How to Hack LDCX

What to Expect, and How to Get the Most Out of LDCX

LDCX is an annual unconference held at Stanford University every Spring. It brings together some of the world’s leading technologists from the libraries, archives and museums spaces. The three-day event is usually small (fewer than 100 people) and relatively informal. Each year there is a healthy crop of first-time attendees, but the majority of people are those who have attended an LDCX before.

The first-timers often don’t know what to expect, and given both the informal and adaptive nature of the event (not to mention that it’s an unconference), we don’t put a lot of energy into documenting its Ps and Qs. At LDCX 2015, though, the suggestion was made that a write-up similar to Declan Fleming’s “How to Hack Code4Lib” post could be a useful (and low-overhead) way to set expectations for new LDCXers, and maybe even share perspectives among veterans. These points were crowdsourced by the LDCX community in April of 2015. So here goes:

  • LDCX is an unconference; while the organizers set certain themes (e.g., archives, discovery, linked data) and attendees tend to share certain assumptions & environments — they come from LAMs, have larger scale repositories, place an emphasis on open source software, may have Hydra/Fedora/Blacklight somewhere in their stacks — any topics pitched by the attendees are welcome. If you think it’s interesting and relevant to the space, chances are pretty good that someone else will too.

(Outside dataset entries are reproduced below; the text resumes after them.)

//! Core building blocks for netask.
//!
//! This crate holds the pieces of the task layer that do not touch the
//! network:
//!
//! - **Signal/Slot System**: Type-safe change notification
//! - **Progress**: Hierarchical unit-count progress aggregation
//! - **Async Runtime**: The background runtime tasks execute on
//! - **Logging**: `tracing` target names for log filtering
//!
//! # Progress Example
//!
//! ```
//! use netask_core::Progress;
//!
//! let task = Progress::new(1);
//! let transfer = Progress::new(1024);
//! task.add_child(&transfer, 1);
//!
//! task.on_changed().connect(|fraction| {
//!     println!("{:.0}% done", fraction * 100.0);
//! });
//!
//! transfer.set_completed_unit_count(512);
//! transfer.finish();
//! assert!(task.is_finished());
//! ```

pub mod async_runtime;
pub mod logging;
pub mod progress;
pub mod signal;

pub use async_runtime::{AsyncRuntime, AsyncRuntimeConfig, AsyncRuntimeError, AsyncTaskHandle, RuntimeType};
pub use progress::{Progress, ProgressSnapshot};
pub use signal::{ConnectionId, Signal};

  • You get out what you put in, and a big reason (the main reason, really) that people come is to learn from and work with each other. If you are coming to be an observer or want to be a fly on the wall through the whole event, this is probably not the right place, or perhaps year, for you. If you have something that you think might be of interest to others, then air it! Lightning talks, session pitches, demos, or breakout groups led by attendees are not just invited, they’re encouraged.  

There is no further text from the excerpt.